Part of the reason for the limited number of photographs available, I suspect, is because Evans wanted to destroy any evidence that he was aligned with the “high aesthetic tradition” that he dabbled in, via his cityscapes. In the years from 1929-34, Evans forged a new aesthetic. The romantic or at the very least, dramatic, approach to photography was quickly moved to the itemized list of things he loathed.

Evans made a list of the things Skolle left behind when he moved out, sorting them in a rather familiar pattern.

Thanks for:      No thanks for:
ruler      LePage’s Big Boy Paste
Rosmersholm [by Ibsen]      The Miraculous Revenge
Superior clips         by Bernard Shaw
Vick’s Vaporub      Rock Island time table
twine      garbage
India ink      Burton’s trade purity strength
Asia [a magazine]      delicacy of flavor mark
Monocle      extract of vanilla
The Missing Link      souvenirs of amorous adventures
hatchet      whiskey
Dos En Uno Pasta Superior      oil can

Walker Evans, Grain Elevator and Power Lines, Montreal, Canada, August 1929.

One of the interesting things about the change from Skolle to Grotz as companions, was the fulfillment of some of Evan’s wanderlust. The pair made extensive trips, including one to Canada which has some surviving photographic evidence.

Rosenheim and Eklund paired the grain elevator photograph with a set of prose poems composed around the same time, thinking that the poems might be written in reflection of the Canadian trip; however, they could just as easily be a reflection on New York. Influence is a curious thing.
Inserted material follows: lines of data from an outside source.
//! Static currency-name source
//!
//! Filters a fixed list of ISO currency names with the match engine. Answers
//! synchronously, in list order, capped at a configurable limit.

use tracing::debug;

use crate::config::DEFAULT_CURRENCY_LIMIT;
use crate::error::ResultExt;
use crate::lookup::{LoadData, Responder};
use crate::matching::PatternBuilder;

pub const CURRENCIES: &[&str] = &[
    "(AED) Arabic dirham",
    "(AFN) afghani",
    "(ALL) lek",
    "(AMD) dram",
    "(ANG) Netherlands Antillean guilder",
    "(AOA) kwanza",
    "(ARS) Argentine peso",
    "(AUD) Australian dollar",
    "(AWG) guilder",
    "(AZN) manat",
    "(BAM) Convertible mark",
    "(BBD) Barbadian dollar",
    "(BDT) taka",
    "(BGN) Bulgarian lev",
    "(BHD) Bahrain dinar",
    "(BIF) Burundi franc",
    "(BMD) Bermudian dollar",
    "(BND) Brunei dollar",
    "(BOB) boliviano",
    "(BRL) Brazilian real",
    "(BSD) Bahamian dollar",
    "(BTN) ngultrum",
    "(BWP) pula",
    "(BYR) Belarus rubel",
    "(BZD) Belize dollar",
    "(CAD) Canadian dollar",
    "(CDF) Congolais franc",
    "(CHF) Swiss franc",
    "(CKD) Cook dollar",
    "(CLP) Chilean peso",
    "(CNY) Renminbi yuan",
    "(COP) Colombian peso",
    "(CRC) colón",
    "(CUP) Cuban peso",
    "(CVE) Cape Verdean escudo",
    "(CZK) Czech krone",
    "(DJF) Djibouti franc",
    "(DKK) Danish krone",
    "(DOP) Dominican peso",
    "(DZD) Algerian dinar",
    "(EGP) Egypt pound",
    "(ERN) nakfa",
    "(ETB) birr",
    "(FJD) Fiji dollar",
    "(FKP) Falklands pound",
    "(FOK) Faroese krona",
    "(GBP) Sterling pound",
    "(GEL) Georgian lari",
    "(GGP) Guernsey pound",
    "(GHS) Ghana cedi",
    "(GIP) Gibraltar pound",
    "(GMD) dalasi",
    "(GNF) Guinea franc",
    "(GTQ) quetzal",
    "(GYD) Guyana dollar",
    "(HKD) Hong Kong dollar",
    "(HNL) lempira",
    "(HTG) gourde",
    "(HUF) Hungarian forint",
    "(IDR) Indonesian rupiah",
    "(ILS) New Israeli sheqel",
    "(IMP) Manx pound",
    "(INR) Indian rupee",
    "(IQD) Iraqi dinar",
    "(IRR) Iranian rial",
    "(ISK) Icelandic krone",
    "(JEP) Jersey Sterling pound",
    "(JMD) Jamaica dollar",
    "(JOD) Jordanian dinar",
    "(JPY) Japanese yen",
    "(KES) Kenian schilling",
    "(KGS) som",
    "(KHR) Cambodian riel",
    "(KID) Kiribati dollar",
    "(KMF) Comorian franc",
    "(KPW) North Korean won",
    "(KRW) South Korean won",
    "(KWD) Kuwaiti dinar",
    "(KYD) Cayman dollar",
    "(KZT) tenge",
    "(LAK) kip",
    "(LBP) Lebanese pound",
    "(LKR) Sri Lanka rupee",
    "(LRD) Liberian dollar",
    "(LSL) Lesotho loti",
    "(LYD) Libyan dinar",
    "(MAD) Moroccan dirham",
    "(MDL) Moldovan leu",
    "(MGA) Malagasy ariary",
    "(MKD) denar",
    "(MMK) kyat",
    "(MNT) tugrik",
    "(MOP) Macanese pataca",
    "(MRO) Mauritanian ouguiya",
    "(MUR) Mauritian rupee",
    "(MVR) Maldivian rufiyaa",
    "(MWK) Malawian kwacha",
    "(MXN) Mexican peso",
    "(MYR) ringgit",
    "(MZN) metical",
    "(NAD) Namibian dollar",
    "(NGN) naira",
    "(NIO) Córdoba oro",
    "(NOK) Norwegian krone",
    "(NPR) Nepalese rupee",
    "(NZD) New Zealand dollar",
    "(OMR) Omani rial",
    "(PAB) Panamanian balboa",
    "(PEN) Nuevo sol",
    "(PGK) kina",
    "(PHP) Philippine peso",
    "(PKR) Pakistanian rupee",
    "(PLN) zloty",
    "(PYG) guaraní",
    "(QAR) Qatari rial",
    "(RON) Romanian leu",
    "(RSD) Serbian dinar",
    "(RUB) Russian rubel",
    "(RWF) Rwandan franc",
    "(SAR) Saudi rial",
    "(SBD) Salomon dollar",
    "(SCR) Seychelles rupee",
    "(SDG) Sudanese pound",
    "(SEK) Swedish krone",
    "(SGD) Singapore dollar",
    "(SHP) St.-Helena pound",
    "(SLL) leone",
    "(SOS) Somalian shilling",
    "(SRD) Surinam dollar",
    "(SSP) South Sudanese pound",
    "(STD) dobra",
    "(SYP) Syrian pound",
    "(SZL) Swazi lilangeni",
    "(THB) Thai baht",
    "(TJS) somoni",
    "(TMT) Turkmen manat",
    "(TND) Tunesian dinar",
    "(TOP) pa'anga",
    "(TRY) Turkish lira",
    "(TTD) Trinidad and Tobago dollar",
    "(TVD) Tuvaluan dollar",
    "(TWD) New Taiwan dollar",
    "(TZS) Tansanian shilling",
    "(UAH) hrywnja",
    "(UGX) Ugandan schilling",
    "(USD) US dollar",
    "(UYU) Uruguay peso",
    "(UZS) Uzbekistan sum",
    "(VND) dong",
    "(VUV) vatu",
    "(WST) tala",
    "(XAF) Central African franc",
    "(XCD) East Caribbean dollar",
    "(XOF) West African franc",
    "(XPF) Pacific franc",
    "(YER) Jemen rial",
    "(ZAR) South African rand",
    "(ZMW) Zambian kwacha",
    "(ZWL) Zimbabwe dollar",
];

#[derive(Debug, Clone)]
pub struct CurrencySource {
    limit: usize,
}

impl Default for CurrencySource {
    fn default() -> Self {
        Self::new(DEFAULT_CURRENCY_LIMIT)
    }
}

impl CurrencySource {
    pub fn new(limit: usize) -> Self {
        Self {
            limit: limit.max(1),
        }
    }

    pub fn limit(&self) -> usize {
        self.limit
    }

    /// Currencies containing any word of `query`, in list order.
    pub fn filter(&self, query: &str) -> Vec<String> {
        let Some(pattern) = PatternBuilder::new()
            .build(query)
            .warn_on_err("Currency filter pattern")
        else {
            return Vec::new();
        };

        let results: Vec<String> = CURRENCIES
            .iter()
            .filter(|name| pattern.is_match(name))
            .take(self.limit)
            .map(|name| name.to_string())
            .collect();

        debug!(query, count = results.len(), "Filtered currencies");
        results
    }
}

impl LoadData for CurrencySource {
    fn load(&self, query: &str, responder: Responder) {
        responder.resolve(self.filter(query));
    }
}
An interesting attribute also noted by these editors is that the manuscript containing the poems is set apart by short lines, like the lines of a contact sheet of photographs. I think that’s a bit of a reach. That’s also a contextual apparatus also used in books of poetry.

The great thing about Mellow’s biography is that it’s written by a man used to writing biographies of modern writers; he examines the lies, and the reaching involved of trying to make sense of history.

In the introduction, Hilton Kramer notes Walker Evan’s reaction to biography: “They’re all lies! They’re nothing but lies!” Reacting to the suggestion that he write his own memoir, Evans said: “No, no, you don’t understand. I would write lies too. You can’t write anything but lies about the past.”

One thing is certain about this group of poems by Evans: they are hardly the celebration of modernist vision of the city



cube yourselves

black and white in the sun

it is nothing to me that you are a grain elevator

your words carry another word to my eye


shade of a city

falling across the face of a one eyed monster

built by





standing day after day

none sees this




your water is the caress of my eye

one part of a city


punctured cubes

full of stenographers desires banalities

not good enough for their shell

Text on verso:

To hell with the filthy punctured cubes of the city — architecturally speaking. Fourteen thousand two hundred and seventy three tragedies, 67284 mysteries, several obscure dramas with or without poetry there in the night.

Besides the trip to Canada, there were also several subsequent trips to Truro in Cape Cod. Grotz had a place there, and when I get to that section, where this is all going will be much clearer. In his words, Evans reacts against the aestheticism of his day. However, the visual solution to the problem is just around the bend.